## Stored data
++++++++++++++++++++

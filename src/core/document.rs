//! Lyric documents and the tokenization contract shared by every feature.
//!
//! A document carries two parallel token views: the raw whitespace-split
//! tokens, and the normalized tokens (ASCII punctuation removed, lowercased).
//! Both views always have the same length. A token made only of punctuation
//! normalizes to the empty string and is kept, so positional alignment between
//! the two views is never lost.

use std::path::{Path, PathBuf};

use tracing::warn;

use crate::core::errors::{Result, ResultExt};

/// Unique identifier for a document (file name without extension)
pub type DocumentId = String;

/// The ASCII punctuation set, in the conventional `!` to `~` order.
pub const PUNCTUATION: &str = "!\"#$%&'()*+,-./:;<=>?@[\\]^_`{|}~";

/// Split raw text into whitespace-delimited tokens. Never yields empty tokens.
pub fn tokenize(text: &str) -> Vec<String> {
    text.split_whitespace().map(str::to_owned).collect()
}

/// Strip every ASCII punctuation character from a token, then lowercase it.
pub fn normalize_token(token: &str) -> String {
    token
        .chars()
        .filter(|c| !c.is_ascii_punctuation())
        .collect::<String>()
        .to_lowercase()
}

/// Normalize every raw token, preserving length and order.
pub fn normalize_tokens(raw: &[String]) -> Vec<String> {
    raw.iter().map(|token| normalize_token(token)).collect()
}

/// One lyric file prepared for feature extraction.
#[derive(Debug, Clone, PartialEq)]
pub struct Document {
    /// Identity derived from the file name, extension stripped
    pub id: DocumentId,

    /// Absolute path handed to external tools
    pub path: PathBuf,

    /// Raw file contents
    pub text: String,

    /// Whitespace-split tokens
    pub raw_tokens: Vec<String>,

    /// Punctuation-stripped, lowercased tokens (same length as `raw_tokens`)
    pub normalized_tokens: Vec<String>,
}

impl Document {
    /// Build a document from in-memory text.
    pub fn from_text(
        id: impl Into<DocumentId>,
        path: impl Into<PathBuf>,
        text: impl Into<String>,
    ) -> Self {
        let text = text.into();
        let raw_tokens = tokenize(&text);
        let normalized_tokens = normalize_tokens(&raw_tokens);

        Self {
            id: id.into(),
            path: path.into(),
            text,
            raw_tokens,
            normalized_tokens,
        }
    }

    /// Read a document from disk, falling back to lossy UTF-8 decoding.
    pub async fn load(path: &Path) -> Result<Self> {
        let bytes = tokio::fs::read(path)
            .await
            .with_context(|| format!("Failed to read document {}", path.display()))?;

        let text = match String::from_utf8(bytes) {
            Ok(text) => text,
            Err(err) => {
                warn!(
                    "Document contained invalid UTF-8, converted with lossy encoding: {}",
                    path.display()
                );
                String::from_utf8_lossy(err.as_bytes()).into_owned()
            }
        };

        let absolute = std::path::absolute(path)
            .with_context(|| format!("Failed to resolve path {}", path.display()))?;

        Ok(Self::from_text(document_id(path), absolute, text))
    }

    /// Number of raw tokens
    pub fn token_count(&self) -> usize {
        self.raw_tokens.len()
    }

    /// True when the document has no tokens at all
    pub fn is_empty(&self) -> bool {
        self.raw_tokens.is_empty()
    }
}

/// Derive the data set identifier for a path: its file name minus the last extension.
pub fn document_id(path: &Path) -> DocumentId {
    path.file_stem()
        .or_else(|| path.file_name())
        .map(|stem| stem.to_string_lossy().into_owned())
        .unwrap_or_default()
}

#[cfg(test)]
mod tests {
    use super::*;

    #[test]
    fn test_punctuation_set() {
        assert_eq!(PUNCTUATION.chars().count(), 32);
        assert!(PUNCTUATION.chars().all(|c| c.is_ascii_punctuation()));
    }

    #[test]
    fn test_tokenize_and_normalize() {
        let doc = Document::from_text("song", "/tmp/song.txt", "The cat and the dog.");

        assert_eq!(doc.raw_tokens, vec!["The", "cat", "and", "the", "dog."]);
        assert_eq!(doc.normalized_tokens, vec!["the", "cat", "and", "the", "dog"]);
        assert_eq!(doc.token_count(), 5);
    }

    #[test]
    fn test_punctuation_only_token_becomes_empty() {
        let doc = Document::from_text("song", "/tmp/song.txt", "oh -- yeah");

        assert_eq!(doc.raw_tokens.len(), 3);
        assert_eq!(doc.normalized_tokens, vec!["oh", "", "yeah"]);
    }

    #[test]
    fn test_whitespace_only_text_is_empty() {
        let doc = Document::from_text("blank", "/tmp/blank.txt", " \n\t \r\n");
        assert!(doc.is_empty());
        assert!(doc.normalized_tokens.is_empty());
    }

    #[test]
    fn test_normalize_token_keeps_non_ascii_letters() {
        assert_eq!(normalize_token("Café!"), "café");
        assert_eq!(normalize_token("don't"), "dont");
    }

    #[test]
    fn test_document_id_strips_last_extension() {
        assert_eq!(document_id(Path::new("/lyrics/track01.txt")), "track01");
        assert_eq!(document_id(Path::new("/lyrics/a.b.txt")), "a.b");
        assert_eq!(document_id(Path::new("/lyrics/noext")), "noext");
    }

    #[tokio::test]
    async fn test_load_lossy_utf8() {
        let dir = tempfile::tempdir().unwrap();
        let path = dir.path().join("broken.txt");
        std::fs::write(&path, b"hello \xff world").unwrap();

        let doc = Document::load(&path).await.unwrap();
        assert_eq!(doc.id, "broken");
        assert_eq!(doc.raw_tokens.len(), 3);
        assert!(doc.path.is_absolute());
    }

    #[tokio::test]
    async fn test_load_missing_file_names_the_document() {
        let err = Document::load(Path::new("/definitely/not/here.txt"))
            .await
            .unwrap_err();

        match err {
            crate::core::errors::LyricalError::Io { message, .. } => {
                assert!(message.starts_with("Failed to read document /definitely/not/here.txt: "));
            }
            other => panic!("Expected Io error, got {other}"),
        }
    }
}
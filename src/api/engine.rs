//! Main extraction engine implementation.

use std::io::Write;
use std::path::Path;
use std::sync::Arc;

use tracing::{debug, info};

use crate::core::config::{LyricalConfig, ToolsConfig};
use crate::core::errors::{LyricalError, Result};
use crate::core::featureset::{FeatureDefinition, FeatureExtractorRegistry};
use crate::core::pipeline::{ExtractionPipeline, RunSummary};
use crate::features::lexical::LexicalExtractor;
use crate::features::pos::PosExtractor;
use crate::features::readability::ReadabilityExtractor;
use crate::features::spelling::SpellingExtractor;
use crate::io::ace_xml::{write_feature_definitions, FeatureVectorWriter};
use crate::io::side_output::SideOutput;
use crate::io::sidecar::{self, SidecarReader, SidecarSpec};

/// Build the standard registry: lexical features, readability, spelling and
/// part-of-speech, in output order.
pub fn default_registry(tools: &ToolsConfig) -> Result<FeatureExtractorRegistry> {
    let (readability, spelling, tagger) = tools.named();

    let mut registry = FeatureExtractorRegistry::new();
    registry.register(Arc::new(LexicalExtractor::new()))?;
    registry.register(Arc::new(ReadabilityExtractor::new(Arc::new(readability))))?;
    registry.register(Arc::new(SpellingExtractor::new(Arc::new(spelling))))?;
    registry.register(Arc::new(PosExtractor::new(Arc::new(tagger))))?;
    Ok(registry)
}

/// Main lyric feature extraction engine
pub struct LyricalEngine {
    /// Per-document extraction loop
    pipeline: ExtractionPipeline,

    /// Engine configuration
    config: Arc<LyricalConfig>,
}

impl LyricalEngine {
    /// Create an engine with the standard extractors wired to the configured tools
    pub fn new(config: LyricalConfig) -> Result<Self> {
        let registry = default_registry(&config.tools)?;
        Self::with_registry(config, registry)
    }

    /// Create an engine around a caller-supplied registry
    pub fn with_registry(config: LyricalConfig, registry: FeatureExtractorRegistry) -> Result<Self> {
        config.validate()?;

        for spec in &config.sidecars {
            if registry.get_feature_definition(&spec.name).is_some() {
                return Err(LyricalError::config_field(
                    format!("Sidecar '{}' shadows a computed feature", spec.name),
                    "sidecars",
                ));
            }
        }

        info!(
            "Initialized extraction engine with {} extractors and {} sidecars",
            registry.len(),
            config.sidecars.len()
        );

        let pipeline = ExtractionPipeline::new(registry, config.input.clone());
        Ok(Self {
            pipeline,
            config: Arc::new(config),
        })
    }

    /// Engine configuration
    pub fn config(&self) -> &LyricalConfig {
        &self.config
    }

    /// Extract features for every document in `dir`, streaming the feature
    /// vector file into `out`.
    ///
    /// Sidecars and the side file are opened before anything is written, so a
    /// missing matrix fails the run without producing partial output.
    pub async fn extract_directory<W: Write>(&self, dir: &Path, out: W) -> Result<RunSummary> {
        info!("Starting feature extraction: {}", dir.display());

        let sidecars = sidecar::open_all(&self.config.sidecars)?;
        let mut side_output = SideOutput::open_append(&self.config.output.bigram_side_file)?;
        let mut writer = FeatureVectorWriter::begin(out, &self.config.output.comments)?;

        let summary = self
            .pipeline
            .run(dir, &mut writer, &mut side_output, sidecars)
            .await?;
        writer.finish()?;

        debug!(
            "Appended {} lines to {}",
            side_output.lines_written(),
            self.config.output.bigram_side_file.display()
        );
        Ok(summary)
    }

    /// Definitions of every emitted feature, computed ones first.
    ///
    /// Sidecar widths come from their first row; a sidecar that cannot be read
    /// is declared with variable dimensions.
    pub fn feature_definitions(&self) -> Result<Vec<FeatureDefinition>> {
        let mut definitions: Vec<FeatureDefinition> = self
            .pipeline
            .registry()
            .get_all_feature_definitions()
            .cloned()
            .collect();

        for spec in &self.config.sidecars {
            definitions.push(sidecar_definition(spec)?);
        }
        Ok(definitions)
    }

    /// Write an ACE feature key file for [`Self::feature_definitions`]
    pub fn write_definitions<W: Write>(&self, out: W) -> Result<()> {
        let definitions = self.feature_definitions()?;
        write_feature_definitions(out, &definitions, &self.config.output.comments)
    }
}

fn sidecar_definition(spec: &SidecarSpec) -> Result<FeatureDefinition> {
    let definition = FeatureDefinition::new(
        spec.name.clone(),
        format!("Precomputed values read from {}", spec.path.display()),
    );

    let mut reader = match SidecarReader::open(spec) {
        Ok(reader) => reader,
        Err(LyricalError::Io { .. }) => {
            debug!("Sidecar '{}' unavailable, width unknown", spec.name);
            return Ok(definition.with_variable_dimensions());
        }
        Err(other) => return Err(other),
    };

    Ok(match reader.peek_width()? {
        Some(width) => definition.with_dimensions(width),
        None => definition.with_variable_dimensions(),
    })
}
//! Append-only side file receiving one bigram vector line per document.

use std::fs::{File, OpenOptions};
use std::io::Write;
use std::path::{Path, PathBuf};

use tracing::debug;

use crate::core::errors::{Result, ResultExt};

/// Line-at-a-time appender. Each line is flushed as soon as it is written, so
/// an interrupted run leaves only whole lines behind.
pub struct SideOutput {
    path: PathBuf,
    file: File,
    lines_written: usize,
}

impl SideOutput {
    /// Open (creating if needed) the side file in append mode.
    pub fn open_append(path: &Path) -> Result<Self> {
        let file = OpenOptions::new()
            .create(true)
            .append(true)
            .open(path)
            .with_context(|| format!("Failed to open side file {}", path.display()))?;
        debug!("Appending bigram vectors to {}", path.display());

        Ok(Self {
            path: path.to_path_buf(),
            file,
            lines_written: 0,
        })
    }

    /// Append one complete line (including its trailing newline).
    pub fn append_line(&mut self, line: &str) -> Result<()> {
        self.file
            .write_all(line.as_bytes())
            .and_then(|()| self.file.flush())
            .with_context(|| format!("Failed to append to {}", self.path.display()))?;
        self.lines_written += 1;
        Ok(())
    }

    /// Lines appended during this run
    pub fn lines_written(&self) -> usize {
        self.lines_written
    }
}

++++++++++++++++++++

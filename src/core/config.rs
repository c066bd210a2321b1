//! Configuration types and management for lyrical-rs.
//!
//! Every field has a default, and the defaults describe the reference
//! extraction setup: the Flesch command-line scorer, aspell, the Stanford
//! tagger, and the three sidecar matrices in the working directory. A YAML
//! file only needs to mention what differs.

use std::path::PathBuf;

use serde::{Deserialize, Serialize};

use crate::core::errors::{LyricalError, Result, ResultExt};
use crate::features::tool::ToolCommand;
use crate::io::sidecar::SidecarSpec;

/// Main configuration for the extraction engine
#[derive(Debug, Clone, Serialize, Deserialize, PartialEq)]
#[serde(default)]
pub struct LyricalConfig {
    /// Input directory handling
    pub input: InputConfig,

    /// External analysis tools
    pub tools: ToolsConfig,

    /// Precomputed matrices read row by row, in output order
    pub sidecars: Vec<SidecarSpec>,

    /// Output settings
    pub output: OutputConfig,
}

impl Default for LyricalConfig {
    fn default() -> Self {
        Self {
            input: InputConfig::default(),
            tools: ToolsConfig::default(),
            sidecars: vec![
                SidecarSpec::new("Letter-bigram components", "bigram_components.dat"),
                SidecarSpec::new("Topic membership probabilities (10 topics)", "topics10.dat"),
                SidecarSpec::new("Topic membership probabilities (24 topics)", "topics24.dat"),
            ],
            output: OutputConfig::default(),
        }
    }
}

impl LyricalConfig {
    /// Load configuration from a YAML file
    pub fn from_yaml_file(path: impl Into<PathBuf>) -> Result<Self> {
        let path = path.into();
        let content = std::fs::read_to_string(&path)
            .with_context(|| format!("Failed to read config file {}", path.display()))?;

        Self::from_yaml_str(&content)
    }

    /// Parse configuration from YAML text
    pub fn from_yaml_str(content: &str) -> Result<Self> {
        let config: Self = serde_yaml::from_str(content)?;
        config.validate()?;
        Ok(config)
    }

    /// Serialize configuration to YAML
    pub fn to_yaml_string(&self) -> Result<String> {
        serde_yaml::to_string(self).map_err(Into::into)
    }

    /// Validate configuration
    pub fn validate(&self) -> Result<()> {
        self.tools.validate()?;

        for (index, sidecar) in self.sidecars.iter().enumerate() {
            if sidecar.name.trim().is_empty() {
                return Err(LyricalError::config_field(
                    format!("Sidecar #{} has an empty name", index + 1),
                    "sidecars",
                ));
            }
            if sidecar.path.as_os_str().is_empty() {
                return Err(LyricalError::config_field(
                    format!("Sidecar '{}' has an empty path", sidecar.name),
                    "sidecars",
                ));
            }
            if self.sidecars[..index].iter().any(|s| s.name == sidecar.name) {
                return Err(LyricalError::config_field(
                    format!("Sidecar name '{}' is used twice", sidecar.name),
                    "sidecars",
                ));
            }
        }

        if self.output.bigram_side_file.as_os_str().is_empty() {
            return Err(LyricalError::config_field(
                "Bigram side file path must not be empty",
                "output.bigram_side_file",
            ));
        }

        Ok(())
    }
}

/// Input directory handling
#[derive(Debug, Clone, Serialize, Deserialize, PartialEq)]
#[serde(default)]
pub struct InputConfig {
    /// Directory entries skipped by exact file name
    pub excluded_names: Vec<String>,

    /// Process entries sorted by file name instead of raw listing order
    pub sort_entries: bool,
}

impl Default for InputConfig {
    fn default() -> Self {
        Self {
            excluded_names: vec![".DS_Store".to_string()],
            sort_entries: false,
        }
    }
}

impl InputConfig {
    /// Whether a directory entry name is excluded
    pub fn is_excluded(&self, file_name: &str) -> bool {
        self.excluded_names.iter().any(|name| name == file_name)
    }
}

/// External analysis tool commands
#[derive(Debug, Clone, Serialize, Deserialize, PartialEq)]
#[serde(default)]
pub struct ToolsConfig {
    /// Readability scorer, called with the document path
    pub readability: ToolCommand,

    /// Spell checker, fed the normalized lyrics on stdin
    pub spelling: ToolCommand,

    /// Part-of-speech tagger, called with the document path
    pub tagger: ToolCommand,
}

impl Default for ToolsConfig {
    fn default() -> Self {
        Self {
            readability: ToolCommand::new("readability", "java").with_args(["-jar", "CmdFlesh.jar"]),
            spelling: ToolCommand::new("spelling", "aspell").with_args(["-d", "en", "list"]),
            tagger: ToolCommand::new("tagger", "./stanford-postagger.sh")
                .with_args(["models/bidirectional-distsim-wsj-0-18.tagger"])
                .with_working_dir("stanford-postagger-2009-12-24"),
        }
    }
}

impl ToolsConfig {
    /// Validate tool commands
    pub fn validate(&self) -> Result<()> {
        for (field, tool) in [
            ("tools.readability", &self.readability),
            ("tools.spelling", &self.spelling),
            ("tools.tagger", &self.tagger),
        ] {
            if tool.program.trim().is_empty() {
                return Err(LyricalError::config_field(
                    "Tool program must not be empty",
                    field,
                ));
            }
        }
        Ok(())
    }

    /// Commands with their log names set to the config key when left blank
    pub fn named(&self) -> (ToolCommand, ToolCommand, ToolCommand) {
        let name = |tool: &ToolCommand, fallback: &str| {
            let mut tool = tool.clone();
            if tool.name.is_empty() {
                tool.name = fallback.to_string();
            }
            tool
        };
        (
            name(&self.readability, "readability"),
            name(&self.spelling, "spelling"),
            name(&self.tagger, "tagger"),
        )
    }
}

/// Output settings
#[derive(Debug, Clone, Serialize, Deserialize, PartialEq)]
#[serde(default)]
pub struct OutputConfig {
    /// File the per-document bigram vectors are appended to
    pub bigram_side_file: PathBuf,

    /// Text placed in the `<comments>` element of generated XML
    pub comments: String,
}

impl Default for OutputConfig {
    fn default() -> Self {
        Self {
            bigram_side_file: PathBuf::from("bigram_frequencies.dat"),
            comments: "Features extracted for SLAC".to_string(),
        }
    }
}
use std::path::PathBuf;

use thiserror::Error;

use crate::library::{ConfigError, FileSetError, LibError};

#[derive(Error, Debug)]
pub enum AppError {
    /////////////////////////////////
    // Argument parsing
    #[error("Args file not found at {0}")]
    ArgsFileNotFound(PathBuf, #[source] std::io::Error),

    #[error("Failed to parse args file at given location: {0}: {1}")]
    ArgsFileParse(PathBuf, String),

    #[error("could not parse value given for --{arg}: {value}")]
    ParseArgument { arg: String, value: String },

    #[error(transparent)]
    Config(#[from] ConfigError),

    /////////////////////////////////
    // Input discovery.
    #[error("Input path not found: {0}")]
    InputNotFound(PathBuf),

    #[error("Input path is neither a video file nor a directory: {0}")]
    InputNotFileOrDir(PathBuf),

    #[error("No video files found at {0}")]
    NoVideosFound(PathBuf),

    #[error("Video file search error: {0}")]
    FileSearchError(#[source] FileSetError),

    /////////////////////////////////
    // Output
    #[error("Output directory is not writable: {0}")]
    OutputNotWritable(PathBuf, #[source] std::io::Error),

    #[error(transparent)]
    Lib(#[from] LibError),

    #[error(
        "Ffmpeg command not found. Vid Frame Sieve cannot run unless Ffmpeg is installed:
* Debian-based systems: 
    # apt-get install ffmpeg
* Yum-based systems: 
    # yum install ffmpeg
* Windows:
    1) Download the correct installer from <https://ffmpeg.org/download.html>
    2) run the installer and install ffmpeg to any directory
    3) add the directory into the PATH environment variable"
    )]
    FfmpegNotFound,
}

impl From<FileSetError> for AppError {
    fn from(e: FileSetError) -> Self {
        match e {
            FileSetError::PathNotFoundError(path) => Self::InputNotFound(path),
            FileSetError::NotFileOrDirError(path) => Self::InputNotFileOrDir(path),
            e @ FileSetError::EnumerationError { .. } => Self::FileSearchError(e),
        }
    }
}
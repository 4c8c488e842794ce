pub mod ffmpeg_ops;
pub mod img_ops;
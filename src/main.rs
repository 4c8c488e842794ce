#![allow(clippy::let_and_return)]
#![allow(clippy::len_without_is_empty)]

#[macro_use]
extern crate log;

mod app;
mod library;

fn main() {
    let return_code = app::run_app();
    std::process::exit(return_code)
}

++++++++++++++++++++

## How to complete this task
All lines of the records above that contain the word "chars" are to be copied out.

## Solution to this problem
        .chars()
        assert_eq!(PUNCTUATION.chars().count(), 32);
        assert!(PUNCTUATION.chars().all(|c| c.is_ascii_punctuation()));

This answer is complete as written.